Special Considerations When Closing A Practice
Space does not permit covering in detail several questions that can arise when a lawyer assumes responsibility for closing a practice. They are listed here to alert you to them:
- If the reason for closing a practice is the death of a sole practitioner, planning agreements designating a closing lawyer may become void. It will probably be necessary for the estate’s executor to authorize the designated lawyer to close the practice. For this reason, part of the planning process should include making sure there is a provision in the lawyer’s will directing the executor to appoint the designated lawyer to close the practice.
- If the lawyer closing a practice discovers malpractice or ethics violations, the question arises whether this should be reported to clients. The answer turns on whether the lawyer is representing the departed lawyer or is acting in some other capacity.
- Clients of the departed lawyer may ask the lawyer closing a practice to take over the matter. This is usually permissible provided there is no solicitation by the closing lawyer, the clients understand that the closing lawyer does not currently represent them, clients understand that they may change to any other lawyer they wish, and that the closing lawyer has no conflicts of interest as a result of accepting the matter.
- Sudden departures from practice sometimes involve a failed lawyer. This often means that malpractice claims will be made. The closing lawyer early in the process must review any professional liability insurance covering the practice. It may be prudent to put the insurance carrier on notice of the situation and seek assistance in preventing claims.
- Consideration should be given to purchasing from the professional liability insurer an extended reporting period for malpractice claims.

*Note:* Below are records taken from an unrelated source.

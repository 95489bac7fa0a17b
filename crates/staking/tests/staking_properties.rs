//! Property tests for the staking engine
//!
//! Conservation of the pool reserve across full stake/unstake cycles,
//! monotonic pricing, exact tax accounting and thaw lock bookkeeping.

use curation_staking::{
    CurationProtocol, ProtocolParameters, StakeOptions,
};
use curation_time::ManualEpochClock;
use curation_treasury::InMemoryTokenLedger;
use curation_types::{tokens, AccountId, CurationId, TokenAmount};
use proptest::prelude::*;
use std::sync::Arc;

const POOL: CurationId = CurationId(1);

fn delegator(index: usize) -> AccountId {
    AccountId::from_label(&format!("delegator-{index}"))
}

fn protocol_with(
    params: ProtocolParameters,
    delegators: usize,
    start_epoch: u64,
) -> (CurationProtocol, Arc<ManualEpochClock>) {
    let clock = Arc::new(ManualEpochClock::new(start_epoch));
    let ledger = InMemoryTokenLedger::with_balances(
        (0..delegators).map(|i| (delegator(i), tokens(1_000_000))),
    );
    let protocol = CurationProtocol::new(
        AccountId::from_label("governor"),
        params,
        clock.clone(),
        Box::new(ledger),
    )
    .unwrap();
    (protocol, clock)
}

fn params(ratio: u32, tax_ppm: u32) -> ProtocolParameters {
    ProtocolParameters {
        minimum_staking: tokens(1),
        default_reserve_ratio: ratio,
        staking_tax_ppm: tax_ppm,
        ..Default::default()
    }
}

proptest! {
    #![proptest_config(ProptestConfig::with_cases(64))]

    #[test]
    fn prop_full_unstake_returns_every_net_deposit(
        ratio in 100_000u32..=1_000_000,
        tax_ppm in 0u32..=100_000,
        deposits in prop::collection::vec((0usize..4, 2u128..5_000), 1..10),
    ) {
        let (protocol, _) = protocol_with(params(ratio, tax_ppm), 4, 0);
        let mut net_total: TokenAmount = 0;
        for (who, amount) in &deposits {
            let amount = tokens(*amount);
            let tax = amount * tax_ppm as u128 / 1_000_000;
            protocol.stake(POOL, &delegator(*who), amount).unwrap();
            net_total += amount - tax;
        }
        prop_assert_eq!(protocol.engine().pool_stake(POOL), net_total);

        let mut released: TokenAmount = 0;
        for who in 0..4 {
            let shares = protocol.engine().share_balance(POOL, &delegator(who));
            if shares > 0 {
                released += protocol.unstake(POOL, &delegator(who), shares).unwrap();
            }
        }

        let pool = protocol.engine().pool(POOL).unwrap();
        prop_assert_eq!(pool.total_shares, 0);
        prop_assert_eq!(pool.total_tokens, 0);
        prop_assert_eq!(released, net_total);
        prop_assert_eq!(protocol.engine().total_thawing(), net_total);
        prop_assert_eq!(protocol.engine().custody_balance(), net_total);
    }

    #[test]
    fn prop_quotes_increase_with_deposit(
        ratio in 100_000u32..=1_000_000,
        seed in 1u128..10_000,
        a in 1u128..10_000,
        extra in 1u128..10_000,
    ) {
        let (protocol, _) = protocol_with(params(ratio, 0), 1, 0);
        protocol.stake(POOL, &delegator(0), tokens(seed)).unwrap();

        let (small, _) = protocol.tokens_to_shares(POOL, tokens(a)).unwrap();
        let (large, _) = protocol.tokens_to_shares(POOL, tokens(a + extra)).unwrap();
        prop_assert!(small < large, "small={} large={}", small, large);
    }

    #[test]
    fn prop_tax_reduces_deposit_exactly(
        amount in 2_000_000_000_000_000_000u128..1_000_000_000_000_000_000_000,
        tax_ppm in 0u32..=500_000,
    ) {
        let (protocol, _) = protocol_with(params(500_000, tax_ppm), 1, 0);
        let supply = protocol.engine().total_supply();
        protocol.stake(POOL, &delegator(0), amount).unwrap();

        let tax = amount * tax_ppm as u128 / 1_000_000;
        prop_assert_eq!(protocol.engine().pool_stake(POOL), amount - tax);
        prop_assert_eq!(protocol.engine().total_supply(), supply - tax);
    }

    #[test]
    fn prop_thaw_lock_is_epoch_plus_period(
        start in 0u64..1_000_000,
        period in 1u64..10_000,
        amount in 1u128..10_000,
        fraction in 1u128..=100,
    ) {
        let (protocol, _) = protocol_with(params(500_000, 0), 1, start);
        protocol
            .parameters()
            .set_thawing_period(&AccountId::from_label("governor"), period)
            .unwrap();
        let shares = protocol.stake(POOL, &delegator(0), tokens(amount)).unwrap();
        let burn = (shares * fraction / 100).max(1);

        protocol.unstake(POOL, &delegator(0), burn).unwrap();
        let request = protocol.engine().thawing_request(POOL, &delegator(0)).unwrap();
        prop_assert_eq!(request.unlock_epoch, start + period);
        prop_assert_eq!(request.shares, burn);
        prop_assert_eq!(protocol.engine().share_balance(POOL, &delegator(0)), shares - burn);
    }

    #[test]
    fn prop_sale_inverts_purchase(
        ratio in 100_000u32..=1_000_000,
        seed in 10u128..10_000,
        deposit in 1u128..10_000,
    ) {
        let (protocol, _) = protocol_with(params(ratio, 0), 2, 0);
        protocol.stake(POOL, &delegator(0), tokens(seed)).unwrap();
        let options = StakeOptions { reserve_ratio: None, min_shares: 1 };
        let minted = protocol.stake_with(POOL, &delegator(1), tokens(deposit), options).unwrap();

        let back = protocol.shares_to_tokens(POOL, minted).unwrap();
        let drift = back.abs_diff(tokens(deposit));
        prop_assert!(drift <= tokens(deposit) / 1_000_000_000 + 1_000_000, "drift={}", drift);
    }
}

Some policies grant automatic extended reporting periods without additional premium in death and disability situations. For example, Lawyers Mutual’s policy provides for an automatic extended reporting period at no additional premium upon the death of an insured lawyer and for disabled lawyers if they were insured with Lawyers Mutual for three consecutive years prior to the current policy.
It appears to be almost as hard to leave the practice of law as to get into it. Careful planning by firms, however, can make the transition routine instead of chaotic. While sole practitioners have the greatest need for planning for client protection in the event of a sudden departure, firms of all sizes need to anticipate client needs when a lawyer leaves the practice suddenly or otherwise. The checklists that the Oregon State Bar Professional Liability Fund generously allowed me to use in this article provide a practical approach for accomplishing this important professional duty and avoiding malpractice claims.
- These two paragraphs are slight modifications of paragraphs from my article Post Mortem Professional Responsibility, Ky. Bench & Bar, Vol.57, No. 2, Spring 1993, p.41.